BRIEF:
Which lines of the records below contain the word "JsFuture"? Copy each of them out.
<<<<
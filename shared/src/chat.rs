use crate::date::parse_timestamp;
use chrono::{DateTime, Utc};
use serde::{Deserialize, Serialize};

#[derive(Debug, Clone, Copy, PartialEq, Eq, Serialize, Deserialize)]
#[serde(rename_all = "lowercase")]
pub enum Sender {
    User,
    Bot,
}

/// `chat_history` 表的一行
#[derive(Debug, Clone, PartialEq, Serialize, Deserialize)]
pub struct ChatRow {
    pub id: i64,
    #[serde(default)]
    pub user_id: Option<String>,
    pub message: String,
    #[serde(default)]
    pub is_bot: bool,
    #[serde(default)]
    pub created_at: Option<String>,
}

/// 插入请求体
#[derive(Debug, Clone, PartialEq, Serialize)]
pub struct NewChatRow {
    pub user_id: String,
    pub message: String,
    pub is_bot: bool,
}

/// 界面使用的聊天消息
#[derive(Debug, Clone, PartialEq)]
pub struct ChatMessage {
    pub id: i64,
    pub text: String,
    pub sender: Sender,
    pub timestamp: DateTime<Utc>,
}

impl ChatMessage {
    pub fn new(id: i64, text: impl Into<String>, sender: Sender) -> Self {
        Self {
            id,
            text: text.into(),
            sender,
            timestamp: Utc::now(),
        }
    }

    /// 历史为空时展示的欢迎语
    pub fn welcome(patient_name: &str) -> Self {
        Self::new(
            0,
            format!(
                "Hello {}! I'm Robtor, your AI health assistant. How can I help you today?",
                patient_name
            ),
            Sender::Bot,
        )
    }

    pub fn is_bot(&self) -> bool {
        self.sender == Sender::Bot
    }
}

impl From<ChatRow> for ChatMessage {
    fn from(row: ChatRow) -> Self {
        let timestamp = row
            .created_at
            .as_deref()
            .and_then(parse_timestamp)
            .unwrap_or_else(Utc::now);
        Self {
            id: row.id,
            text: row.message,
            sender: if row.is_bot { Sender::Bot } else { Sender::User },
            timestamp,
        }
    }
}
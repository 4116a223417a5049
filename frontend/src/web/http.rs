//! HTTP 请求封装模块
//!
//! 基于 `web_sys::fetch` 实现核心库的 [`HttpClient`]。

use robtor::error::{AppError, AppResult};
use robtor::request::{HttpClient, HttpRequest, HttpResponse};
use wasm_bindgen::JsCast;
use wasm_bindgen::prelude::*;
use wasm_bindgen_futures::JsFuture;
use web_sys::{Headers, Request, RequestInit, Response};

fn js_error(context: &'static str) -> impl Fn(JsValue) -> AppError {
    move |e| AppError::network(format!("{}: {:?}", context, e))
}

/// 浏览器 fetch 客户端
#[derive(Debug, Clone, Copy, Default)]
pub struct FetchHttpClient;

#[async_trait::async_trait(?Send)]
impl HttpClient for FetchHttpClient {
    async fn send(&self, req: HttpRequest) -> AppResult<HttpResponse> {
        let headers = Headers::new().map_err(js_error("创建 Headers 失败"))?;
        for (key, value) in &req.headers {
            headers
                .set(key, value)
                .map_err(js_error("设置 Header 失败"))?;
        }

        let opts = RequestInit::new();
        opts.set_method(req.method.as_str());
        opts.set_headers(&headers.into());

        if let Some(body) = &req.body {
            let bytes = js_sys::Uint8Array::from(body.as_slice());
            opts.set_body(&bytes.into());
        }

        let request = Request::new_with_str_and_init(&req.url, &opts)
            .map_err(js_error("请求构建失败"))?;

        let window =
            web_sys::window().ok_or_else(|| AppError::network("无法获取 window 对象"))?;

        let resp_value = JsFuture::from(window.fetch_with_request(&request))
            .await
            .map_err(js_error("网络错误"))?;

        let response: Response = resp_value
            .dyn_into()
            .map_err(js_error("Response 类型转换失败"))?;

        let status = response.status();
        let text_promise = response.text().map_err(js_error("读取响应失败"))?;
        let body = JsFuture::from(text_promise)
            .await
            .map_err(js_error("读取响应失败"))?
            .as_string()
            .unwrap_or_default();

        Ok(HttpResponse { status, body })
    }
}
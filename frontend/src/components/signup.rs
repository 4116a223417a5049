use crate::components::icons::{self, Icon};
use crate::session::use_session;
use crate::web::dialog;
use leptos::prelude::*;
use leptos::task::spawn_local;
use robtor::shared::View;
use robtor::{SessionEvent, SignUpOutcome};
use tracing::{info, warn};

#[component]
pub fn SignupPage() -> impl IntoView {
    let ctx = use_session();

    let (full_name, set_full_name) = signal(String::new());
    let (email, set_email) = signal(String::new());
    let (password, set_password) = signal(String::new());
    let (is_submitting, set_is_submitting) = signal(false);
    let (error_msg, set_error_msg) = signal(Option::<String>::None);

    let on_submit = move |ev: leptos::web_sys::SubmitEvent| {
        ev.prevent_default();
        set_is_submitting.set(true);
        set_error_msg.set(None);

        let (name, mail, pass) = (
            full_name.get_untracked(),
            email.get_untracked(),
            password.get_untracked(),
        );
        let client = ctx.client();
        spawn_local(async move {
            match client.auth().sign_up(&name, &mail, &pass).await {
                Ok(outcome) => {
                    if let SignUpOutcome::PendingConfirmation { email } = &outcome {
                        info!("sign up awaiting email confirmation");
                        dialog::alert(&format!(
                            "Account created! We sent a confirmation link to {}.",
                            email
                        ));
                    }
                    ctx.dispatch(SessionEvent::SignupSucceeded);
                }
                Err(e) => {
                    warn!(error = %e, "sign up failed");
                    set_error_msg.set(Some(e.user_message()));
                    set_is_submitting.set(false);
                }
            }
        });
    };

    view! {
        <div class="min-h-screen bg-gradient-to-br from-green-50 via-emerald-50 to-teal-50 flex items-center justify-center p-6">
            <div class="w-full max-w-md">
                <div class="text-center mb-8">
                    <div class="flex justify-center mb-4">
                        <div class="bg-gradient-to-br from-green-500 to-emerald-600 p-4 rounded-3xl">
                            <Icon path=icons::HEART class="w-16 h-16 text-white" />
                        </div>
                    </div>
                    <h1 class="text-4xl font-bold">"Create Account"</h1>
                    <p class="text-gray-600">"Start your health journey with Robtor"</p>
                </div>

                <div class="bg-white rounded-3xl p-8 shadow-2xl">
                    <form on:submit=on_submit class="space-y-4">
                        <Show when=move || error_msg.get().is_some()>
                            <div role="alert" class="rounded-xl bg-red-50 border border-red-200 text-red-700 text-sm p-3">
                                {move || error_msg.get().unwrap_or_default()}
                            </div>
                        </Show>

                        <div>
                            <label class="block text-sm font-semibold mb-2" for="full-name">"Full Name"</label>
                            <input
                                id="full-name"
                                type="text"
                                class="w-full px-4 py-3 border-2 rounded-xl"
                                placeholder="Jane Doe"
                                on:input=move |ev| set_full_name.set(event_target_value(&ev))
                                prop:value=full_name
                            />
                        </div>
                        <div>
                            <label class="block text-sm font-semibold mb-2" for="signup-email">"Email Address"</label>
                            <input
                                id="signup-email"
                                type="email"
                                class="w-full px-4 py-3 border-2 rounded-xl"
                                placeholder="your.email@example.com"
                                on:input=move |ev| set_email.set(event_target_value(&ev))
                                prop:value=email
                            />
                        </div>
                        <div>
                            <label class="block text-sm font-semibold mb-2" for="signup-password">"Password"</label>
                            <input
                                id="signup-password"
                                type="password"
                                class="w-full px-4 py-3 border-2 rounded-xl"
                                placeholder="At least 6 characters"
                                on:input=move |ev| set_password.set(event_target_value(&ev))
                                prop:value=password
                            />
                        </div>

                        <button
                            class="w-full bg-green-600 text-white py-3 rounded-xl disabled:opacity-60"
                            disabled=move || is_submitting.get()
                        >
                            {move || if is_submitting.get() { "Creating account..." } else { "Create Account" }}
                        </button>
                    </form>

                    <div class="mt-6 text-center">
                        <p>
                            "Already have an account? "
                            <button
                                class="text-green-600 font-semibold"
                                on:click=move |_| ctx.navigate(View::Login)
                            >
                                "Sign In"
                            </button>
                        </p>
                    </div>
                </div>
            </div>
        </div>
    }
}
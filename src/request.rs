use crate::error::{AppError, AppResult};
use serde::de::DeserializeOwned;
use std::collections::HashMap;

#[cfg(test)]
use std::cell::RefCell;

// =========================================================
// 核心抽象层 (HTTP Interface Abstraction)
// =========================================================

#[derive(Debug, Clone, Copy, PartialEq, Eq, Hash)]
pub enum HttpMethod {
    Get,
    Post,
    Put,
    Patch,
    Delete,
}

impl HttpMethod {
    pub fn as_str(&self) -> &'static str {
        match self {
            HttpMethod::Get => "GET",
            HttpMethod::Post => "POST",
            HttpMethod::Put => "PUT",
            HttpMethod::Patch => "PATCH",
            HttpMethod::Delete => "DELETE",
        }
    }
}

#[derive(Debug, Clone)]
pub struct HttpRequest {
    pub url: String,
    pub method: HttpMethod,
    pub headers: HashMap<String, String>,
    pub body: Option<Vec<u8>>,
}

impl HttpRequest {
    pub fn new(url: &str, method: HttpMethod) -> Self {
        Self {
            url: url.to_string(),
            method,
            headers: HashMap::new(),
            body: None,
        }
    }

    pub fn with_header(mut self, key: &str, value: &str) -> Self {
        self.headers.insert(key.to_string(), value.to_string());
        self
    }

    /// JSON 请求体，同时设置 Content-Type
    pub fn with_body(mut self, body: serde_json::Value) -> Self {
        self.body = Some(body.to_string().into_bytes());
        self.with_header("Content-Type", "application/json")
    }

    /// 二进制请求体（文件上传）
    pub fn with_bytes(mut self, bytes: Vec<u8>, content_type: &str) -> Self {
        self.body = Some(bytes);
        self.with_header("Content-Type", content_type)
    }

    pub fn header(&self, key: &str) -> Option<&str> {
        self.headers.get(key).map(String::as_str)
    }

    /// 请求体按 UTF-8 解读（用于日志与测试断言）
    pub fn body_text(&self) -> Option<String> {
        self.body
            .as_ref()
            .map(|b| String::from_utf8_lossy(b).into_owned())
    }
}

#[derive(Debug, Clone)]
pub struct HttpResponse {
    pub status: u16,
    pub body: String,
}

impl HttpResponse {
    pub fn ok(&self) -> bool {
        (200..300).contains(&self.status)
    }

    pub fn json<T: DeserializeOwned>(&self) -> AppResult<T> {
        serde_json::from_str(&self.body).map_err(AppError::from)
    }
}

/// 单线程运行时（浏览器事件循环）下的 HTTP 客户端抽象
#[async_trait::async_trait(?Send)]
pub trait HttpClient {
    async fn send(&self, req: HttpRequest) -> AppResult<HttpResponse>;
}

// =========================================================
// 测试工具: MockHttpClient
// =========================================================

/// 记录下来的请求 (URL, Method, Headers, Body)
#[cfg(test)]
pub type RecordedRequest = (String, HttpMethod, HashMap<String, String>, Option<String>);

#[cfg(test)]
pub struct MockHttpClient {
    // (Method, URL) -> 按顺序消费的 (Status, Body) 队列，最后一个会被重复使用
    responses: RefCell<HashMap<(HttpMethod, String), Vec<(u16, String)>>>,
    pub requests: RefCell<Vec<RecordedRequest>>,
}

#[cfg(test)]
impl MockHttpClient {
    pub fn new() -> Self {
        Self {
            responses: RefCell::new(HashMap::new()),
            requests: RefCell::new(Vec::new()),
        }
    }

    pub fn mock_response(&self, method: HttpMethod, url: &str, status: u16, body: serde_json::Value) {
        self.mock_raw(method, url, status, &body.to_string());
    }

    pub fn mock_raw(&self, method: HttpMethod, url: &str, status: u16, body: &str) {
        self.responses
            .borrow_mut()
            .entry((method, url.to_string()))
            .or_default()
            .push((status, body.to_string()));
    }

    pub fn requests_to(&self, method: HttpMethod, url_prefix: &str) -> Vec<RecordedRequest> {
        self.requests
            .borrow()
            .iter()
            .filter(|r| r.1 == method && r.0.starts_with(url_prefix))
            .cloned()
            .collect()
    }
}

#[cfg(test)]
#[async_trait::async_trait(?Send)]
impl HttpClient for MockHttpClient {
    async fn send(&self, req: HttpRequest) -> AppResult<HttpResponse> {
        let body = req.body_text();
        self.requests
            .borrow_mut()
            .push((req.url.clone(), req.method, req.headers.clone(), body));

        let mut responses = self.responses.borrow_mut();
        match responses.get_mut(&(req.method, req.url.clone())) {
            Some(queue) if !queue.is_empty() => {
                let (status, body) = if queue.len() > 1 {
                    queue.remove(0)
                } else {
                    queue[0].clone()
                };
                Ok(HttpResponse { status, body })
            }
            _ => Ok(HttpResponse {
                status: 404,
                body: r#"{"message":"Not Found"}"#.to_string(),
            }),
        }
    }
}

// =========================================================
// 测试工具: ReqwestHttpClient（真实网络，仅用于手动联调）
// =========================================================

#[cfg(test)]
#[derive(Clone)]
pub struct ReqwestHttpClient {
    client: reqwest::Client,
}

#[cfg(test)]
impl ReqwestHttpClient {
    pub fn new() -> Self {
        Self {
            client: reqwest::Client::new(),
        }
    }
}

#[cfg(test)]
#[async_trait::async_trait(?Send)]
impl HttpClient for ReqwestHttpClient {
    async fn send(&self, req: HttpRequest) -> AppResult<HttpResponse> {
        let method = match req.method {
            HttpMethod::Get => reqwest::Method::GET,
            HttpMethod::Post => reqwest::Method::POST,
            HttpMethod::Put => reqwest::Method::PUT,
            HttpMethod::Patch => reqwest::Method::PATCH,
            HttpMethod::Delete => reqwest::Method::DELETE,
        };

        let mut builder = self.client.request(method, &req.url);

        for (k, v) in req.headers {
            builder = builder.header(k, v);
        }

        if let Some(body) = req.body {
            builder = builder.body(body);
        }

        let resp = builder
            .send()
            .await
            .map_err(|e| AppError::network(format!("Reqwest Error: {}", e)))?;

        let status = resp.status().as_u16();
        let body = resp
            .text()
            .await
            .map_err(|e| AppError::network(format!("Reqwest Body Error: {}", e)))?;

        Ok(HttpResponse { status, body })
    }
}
>>>>
YOUR SOLUTION:
use wasm_bindgen_futures::JsFuture;
        let resp_value = JsFuture::from(window.fetch_with_request(&request))
        let body = JsFuture::from(text_promise)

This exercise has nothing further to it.